I contratti di filiera sono un lusso o una necessità?
Alla luce del rischio climatico, della progressiva concentrazione dell’offerta registrata negli ultimi anni e del rischio di rivedere lotti di duro prendere la via del mangimificio (se mai i prezzi dei foraggeri o del mais schizzassero alle stelle), la decisione di siglare contratti di coltivazione è di certo una scelta interessante.

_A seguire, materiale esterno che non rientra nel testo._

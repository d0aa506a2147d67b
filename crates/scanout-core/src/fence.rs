use std::fs::File;
use std::io::{self, Write};
use std::os::fd::{FromRawFd, OwnedFd};

/// A CPU-signaled completion signal backed by a pipe.
///
/// The pollable end becomes readable on [`signal`](Self::signal) and reports
/// hang-up once the fence is dropped or [`abandon`](Self::abandon)ed. A fence
/// that was signaled before it was dropped still reads as signaled: the byte
/// stays queued in the pipe for the waiter to find.
#[derive(Debug)]
pub struct SoftwareFence {
    writer: File,
}

impl SoftwareFence {
    /// Returns the signaling side and the pollable side.
    pub fn new() -> io::Result<(SoftwareFence, OwnedFd)> {
        let mut fds = [0; 2];
        // SAFETY: `fds` has room for the two descriptors pipe2 writes.
        let rc = unsafe { libc::pipe2(fds.as_mut_ptr(), libc::O_CLOEXEC) };
        if rc != 0 {
            return Err(io::Error::last_os_error());
        }
        // SAFETY: pipe2 succeeded, both descriptors are fresh and owned by us.
        let (reader, writer) =
            unsafe { (OwnedFd::from_raw_fd(fds[0]), OwnedFd::from_raw_fd(fds[1])) };
        Ok((
            SoftwareFence {
                writer: File::from(writer),
            },
            reader,
        ))
    }

    /// Mark the work as complete.
    ///
    /// Signaling after the pollable end was closed (nobody is waiting any
    /// more, e.g. the commit was cancelled) succeeds and does nothing.
    pub fn signal(&self) -> io::Result<()> {
        match (&self.writer).write_all(&[1]) {
            Err(e) if e.kind() == io::ErrorKind::BrokenPipe => Ok(()),
            result => result,
        }
    }

    /// Close without signaling; pollers observe a hang-up.
    pub fn abandon(self) {
        drop(self.writer);
    }
}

Negli anni si è trovato il modo di attenuare (contrattualmente) i rischi di fallire i termini contrattuali o di essere (come prezzi) completamente fuori mercato, ma nel caso di imprese con una significativa forza finanziaria e in grado di cogliere i momenti di “volatilità” delle quotazioni, i contratti di filiera potrebbero essere un pesante onere che sbiadisce il grande onore di supportare le realtà produttive locali.
Poiché nel giusto mezzo spesso si trova la soluzione, stante il significativo deficit strutturale dell’Italia (un buon 40% dei consumi è coperto da grani esteri), ritengo che il “lusso” dei contratti di filiera sia anche una necessità per continuare ad avere una produzione sufficiente a ridurre quel gap negoziale che abbiamo con il Canada e gli altri (pochi) venditori mondiali.
Cosa pensa del progetto Coldiretti di produrre direttamente pasta tramite il Cai (Consorzi agrari d’Italia) e portarla quindi sullo scaffale?
Il sogno dell’integrazione verticale dal campo alla tavola è nel nostro dna e rappresenta il sogno di molti produttori, inclusi quelli delusi dalla recente evoluzione dei mercati cerealicoli nel nome della globalizzazione: un aereo che spesso porta molto in alto, ma in caso di avaria non fornisce paracaduti ai viaggiatori.
Credo che il progetto sia lodevole sulla carta , ma dovrà fare i conti con alcuni aspetti molto rilevanti quali la continuità qualitativa delle materie prime nei 12 mesi e i costi di produzione. Ricordo che anche quando la produzione italiana ha raggiunto i 5 milioni di t i principali marchi di pasta hanno continuato ad acquistare (a premio) grani esteri di altissima qualità: una ragione ci sarà pure! Il tutto si regge se il concetto di “materia prima di qualità, tutta italiana” riuscirà a spuntare un significativo premio di prezzo sui marchi commerciali, altrimenti i risicati margini imposti dal dover gioco forza comprare (a premio) la “crema” della produzione nazionale potrebbero progressivamente disilludere i promotori. La pasta italiana è senz’ombra di dubbio un prodotto di qualità che il mondo cerca di copiare, ma quanto di questo successo dipende dal grano nazionale e quanto dalla pluri-generazionale esperienza dei nostri “mastri pastai”?